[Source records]

########################################

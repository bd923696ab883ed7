use anyhow::{Context, Result};
use clap::{Parser, Subcommand};
use rustyline::error::ReadlineError;
use rustyline::history::DefaultHistory;
use rustyline::Editor;

use minidb::shell::{DEFAULT_HISTORY_FILE, DEFAULT_PROMPT};
use minidb::{parse, Shell, ShellConfig};

#[derive(Parser)]
#[command(author, version, about = "MiniDB CLI - An interactive SQL shell")]
struct Cli {
    /// Database to create and use at startup
    #[arg(short, long)]
    database: Option<String>,

    /// File used to persist the shell history
    #[arg(long, default_value = DEFAULT_HISTORY_FILE)]
    history_file: String,

    /// Shell prompt
    #[arg(long, default_value = DEFAULT_PROMPT)]
    prompt: String,

    /// Command to execute
    #[command(subcommand)]
    command: Option<Commands>,
}

#[derive(Subcommand)]
enum Commands {
    /// Start an interactive shell
    Shell,

    /// Execute a single SQL statement
    Query {
        /// SQL statement to execute
        query: String,
    },

    /// Print the syntax tree of a SQL statement
    Parse {
        /// SQL statement to parse
        query: String,

        /// Print the tree as JSON
        #[arg(long)]
        json: bool,
    },
}

impl Cli {
    fn shell_config(&self) -> ShellConfig {
        ShellConfig {
            database: self.database.clone(),
            history_file: self.history_file.clone(),
            prompt: self.prompt.clone(),
        }
    }
}

fn run_shell(config: &ShellConfig) -> Result<()> {
    let mut shell = Shell::new(config).context("Failed to start session")?;

    println!("Welcome to MiniDB. Type 'help' for assistance or 'exit' to quit.");

    let mut rl = Editor::<(), DefaultHistory>::new()?;
    if let Err(err) = rl.load_history(&config.history_file) {
        if !err.to_string().contains("No such file or directory") {
            println!("Error loading history: {}", err);
        }
    }

    loop {
        let readline = rl.readline(&config.prompt);
        match readline {
            Ok(line) => {
                let _ = rl.add_history_entry(&line);

                let line = line.trim();
                if line.is_empty() {
                    continue;
                }

                match line.to_lowercase().as_str() {
                    "exit" | "quit" => {
                        println!("Goodbye!");
                        break;
                    }
                    "help" => {
                        print_help();
                    }
                    _ => match shell.exec(line) {
                        Ok(message) => print!("{}", message),
                        Err(err) => println!("Error: {}", err),
                    },
                }
            }
            Err(ReadlineError::Interrupted) => {
                println!("CTRL-C");
                break;
            }
            Err(ReadlineError::Eof) => {
                println!("CTRL-D");
                break;
            }
            Err(err) => {
                println!("Error: {}", err);
                break;
            }
        }
    }

    if let Err(err) = rl.save_history(&config.history_file) {
        println!("Error saving history: {}", err);
    }
    Ok(())
}

fn print_help() {
    println!("Available commands:");
    println!("  CREATE DATABASE <name>        - Create a new database");
    println!("  DROP DATABASE <name>          - Drop a database");
    println!("  CREATE TABLE <name> (...)     - Create a table in the current database");
    println!();
    println!("Parsed but not executed:");
    println!("  SELECT, INSERT, UPDATE, DELETE");
    println!();
    println!("Meta commands:");
    println!("  \\use <database>               - Switch the current database");
    println!("  \\l                            - List databases");
    println!("  \\dt                           - List tables in the current database");
    println!();
    println!("Other commands:");
    println!("  help                          - Display this help message");
    println!("  exit                          - Exit the CLI");
}

fn main() -> Result<()> {
    let cli = Cli::parse();
    let config = cli.shell_config();

    match &cli.command {
        Some(Commands::Shell) | None => {
            run_shell(&config)?;
        }
        Some(Commands::Query { query }) => {
            let mut shell = Shell::new(&config).context("Failed to start session")?;
            let message = shell
                .exec(query)
                .with_context(|| format!("Failed to execute query: {}", query))?;
            print!("{}", message);
        }
        Some(Commands::Parse { query, json }) => {
            let statement = parse(query).with_context(|| format!("Failed to parse: {}", query))?;
            if *json {
                println!("{}", serde_json::to_string_pretty(&statement)?);
            } else {
                println!("{:#?}", statement);
            }
        }
    }

    Ok(())
}
use thiserror::Error;

/// Errors raised by catalog and table operations
#[derive(Error, Debug, Clone, PartialEq, Eq)]
pub enum CatalogError {
    #[error("database {0:?} already exist")]
    DatabaseAlreadyExists(String),
    #[error("database {0:?} not found")]
    DatabaseNotFound(String),
    #[error("table {0:?} already exist")]
    TableAlreadyExists(String),
    #[error("table {0:?} not found")]
    TableNotFound(String),
    #[error("duplicate primary key {0}")]
    DuplicateKey(i64),
    #[error("key {0} not found")]
    KeyNotFound(i64),
    #[error("duplicate column {0:?}")]
    DuplicateColumn(String),
    #[error("table must have a primary key column")]
    MissingPrimaryKey,
    #[error("table must have exactly one primary key column, found {0:?} and {1:?}")]
    MultiplePrimaryKeys(String, String),
    #[error("invalid default for column {column:?}: {reason}")]
    InvalidDefault { column: String, reason: String },
}

/// Result type for catalog operations
pub type CatalogResult<T> = Result<T, CatalogError>;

########################################

Aim of the exercise: Having read the entries, output all of them verbatim.

Output below:
repository bd923696ab883ed7
use anyhow::{Context, Result};
use clap::{Parser, Subcommand};
use rustyline::error::ReadlineError;
use rustyline::history::DefaultHistory;
use rustyline::Editor;

use minidb::shell::{DEFAULT_HISTORY_FILE, DEFAULT_PROMPT};
use minidb::{parse, Shell, ShellConfig};

#[derive(Parser)]
#[command(author, version, about = "MiniDB CLI - An interactive SQL shell")]
struct Cli {
    /// Database to create and use at startup
    #[arg(short, long)]
    database: Option<String>,

    /// File used to persist the shell history
    #[arg(long, default_value = DEFAULT_HISTORY_FILE)]
    history_file: String,

    /// Shell prompt
    #[arg(long, default_value = DEFAULT_PROMPT)]
    prompt: String,

    /// Command to execute
    #[command(subcommand)]
    command: Option<Commands>,
}

#[derive(Subcommand)]
enum Commands {
    /// Start an interactive shell
    Shell,

    /// Execute a single SQL statement
    Query {
        /// SQL statement to execute
        query: String,
    },

    /// Print the syntax tree of a SQL statement
    Parse {
        /// SQL statement to parse
        query: String,

        /// Print the tree as JSON
        #[arg(long)]
        json: bool,
    },
}

impl Cli {
    fn shell_config(&self) -> ShellConfig {
        ShellConfig {
            database: self.database.clone(),
            history_file: self.history_file.clone(),
            prompt: self.prompt.clone(),
        }
    }
}

fn run_shell(config: &ShellConfig) -> Result<()> {
    let mut shell = Shell::new(config).context("Failed to start session")?;

    println!("Welcome to MiniDB. Type 'help' for assistance or 'exit' to quit.");

    let mut rl = Editor::<(), DefaultHistory>::new()?;
    if let Err(err) = rl.load_history(&config.history_file) {
        if !err.to_string().contains("No such file or directory") {
            println!("Error loading history: {}", err);
        }
    }

    loop {
        let readline = rl.readline(&config.prompt);
        match readline {
            Ok(line) => {
                let _ = rl.add_history_entry(&line);

                let line = line.trim();
                if line.is_empty() {
                    continue;
                }

                match line.to_lowercase().as_str() {
                    "exit" | "quit" => {
                        println!("Goodbye!");
                        break;
                    }
                    "help" => {
                        print_help();
                    }
                    _ => match shell.exec(line) {
                        Ok(message) => print!("{}", message),
                        Err(err) => println!("Error: {}", err),
                    },
                }
            }
            Err(ReadlineError::Interrupted) => {
                println!("CTRL-C");
                break;
            }
            Err(ReadlineError::Eof) => {
                println!("CTRL-D");
                break;
            }
            Err(err) => {
                println!("Error: {}", err);
                break;
            }
        }
    }

    if let Err(err) = rl.save_history(&config.history_file) {
        println!("Error saving history: {}", err);
    }
    Ok(())
}

fn print_help() {
    println!("Available commands:");
    println!("  CREATE DATABASE <name>        - Create a new database");
    println!("  DROP DATABASE <name>          - Drop a database");
    println!("  CREATE TABLE <name> (...)     - Create a table in the current database");
    println!();
    println!("Parsed but not executed:");
    println!("  SELECT, INSERT, UPDATE, DELETE");
    println!();
    println!("Meta commands:");
    println!("  \\use <database>               - Switch the current database");
    println!("  \\l                            - List databases");
    println!("  \\dt                           - List tables in the current database");
    println!();
    println!("Other commands:");
    println!("  help                          - Display this help message");
    println!("  exit                          - Exit the CLI");
}

fn main() -> Result<()> {
    let cli = Cli::parse();
    let config = cli.shell_config();

    match &cli.command {
        Some(Commands::Shell) | None => {
            run_shell(&config)?;
        }
        Some(Commands::Query { query }) => {
            let mut shell = Shell::new(&config).context("Failed to start session")?;
            let message = shell
                .exec(query)
                .with_context(|| format!("Failed to execute query: {}", query))?;
            print!("{}", message);
        }
        Some(Commands::Parse { query, json }) => {
            let statement = parse(query).with_context(|| format!("Failed to parse: {}", query))?;
            if *json {
                println!("{}", serde_json::to_string_pretty(&statement)?);
            } else {
                println!("{:#?}", statement);
            }
        }
    }

    Ok(())
}
use thiserror::Error;

/// Errors raised by catalog and table operations
#[derive(Error, Debug, Clone, PartialEq, Eq)]
pub enum CatalogError {
    #[error("database {0:?} already exist")]
    DatabaseAlreadyExists(String),
    #[error("database {0:?} not found")]
    DatabaseNotFound(String),
    #[error("table {0:?} already exist")]
    TableAlreadyExists(String),
    #[error("table {0:?} not found")]
    TableNotFound(String),
    #[error("duplicate primary key {0}")]
    DuplicateKey(i64),
    #[error("key {0} not found")]
    KeyNotFound(i64),
    #[error("duplicate column {0:?}")]
    DuplicateColumn(String),
    #[error("table must have a primary key column")]
    MissingPrimaryKey,
    #[error("table must have exactly one primary key column, found {0:?} and {1:?}")]
    MultiplePrimaryKeys(String, String),
    #[error("invalid default for column {column:?}: {reason}")]
    InvalidDefault { column: String, reason: String },
}

/// Result type for catalog operations
pub type CatalogResult<T> = Result<T, CatalogError>;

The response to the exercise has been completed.